AIM OF THE EXERCISE: Please quote exactly the opening lines of the data, from the first line to the one where "the result; the" appears.
-- EXTRACTED MATERIAL follows --
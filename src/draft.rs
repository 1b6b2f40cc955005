use chrono::{Duration, NaiveDate};
use serde::Deserialize;
use thiserror::Error;

use crate::models::{Priority, Subtask};
use crate::tasks::NewTask;

#[derive(Debug, Error)]
pub enum DraftError {
    #[error("Draft is not valid JSON: {0}")]
    ParseError(#[from] serde_json::Error),
    #[error("Draft generation failed: {0}")]
    ServiceError(String),
}

/// Seam to the external generative service that turns a free-text prompt
/// into a structured task draft. This crate only consumes the result; the
/// service itself lives elsewhere. A failed call surfaces one retryable
/// error and commits nothing.
pub trait DraftAssistant {
    fn draft_task(&self, prompt: &str, today: NaiveDate) -> Result<TaskDraft, DraftError>;
}

/// The constrained JSON shape the drafting service returns. Every field
/// except the offset defaults to empty; `date_offset` counts days relative
/// to the caller's selected day (0 today, 1 tomorrow, -1 yesterday).
#[derive(Debug, Clone, Default, Deserialize)]
#[serde(rename_all = "camelCase", default)]
pub struct TaskDraft {
    pub title: String,
    pub description: String,
    pub emoji: String,
    pub date_offset: i64,
    pub start_time: String,
    pub end_time: String,
    pub subtasks: Vec<String>,
}

impl TaskDraft {
    pub fn parse(json: &str) -> Result<Self, DraftError> {
        Ok(serde_json::from_str(json)?)
    }

    /// Resolve the draft against the currently selected day: the offset
    /// becomes an absolute date, blank fields get their defaults, subtask
    /// titles become real subtask records.
    pub fn resolve(self, selected: NaiveDate) -> NewTask {
        let title = if self.title.trim().is_empty() {
            "Untitled Task".to_string()
        } else {
            self.title
        };
        NewTask {
            title,
            description: self.description,
            date: selected + Duration::days(self.date_offset),
            priority: Priority::Medium,
            emoji: none_if_empty(self.emoji),
            start_time: none_if_empty(self.start_time),
            end_time: none_if_empty(self.end_time),
            subtasks: self.subtasks.into_iter().map(Subtask::new).collect(),
            notifications: false,
        }
    }
}

fn none_if_empty(value: String) -> Option<String> {
    if value.trim().is_empty() {
        None
    } else {
        Some(value)
    }
}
-- EXTRACTED MATERIAL concluded --
SOLUTION FOR THIS TASK:
filename src/draft.rs
repository 1b6b2f40cc955005
use chrono::{Duration, NaiveDate};
use serde::Deserialize;
use thiserror::Error;

use crate::models::{Priority, Subtask};
use crate::tasks::NewTask;

#[derive(Debug, Error)]
pub enum DraftError {
    #[error("Draft is not valid JSON: {0}")]
    ParseError(#[from] serde_json::Error),
    #[error("Draft generation failed: {0}")]
    ServiceError(String),
}

/// Seam to the external generative service that turns a free-text prompt
/// into a structured task draft. This crate only consumes the result; the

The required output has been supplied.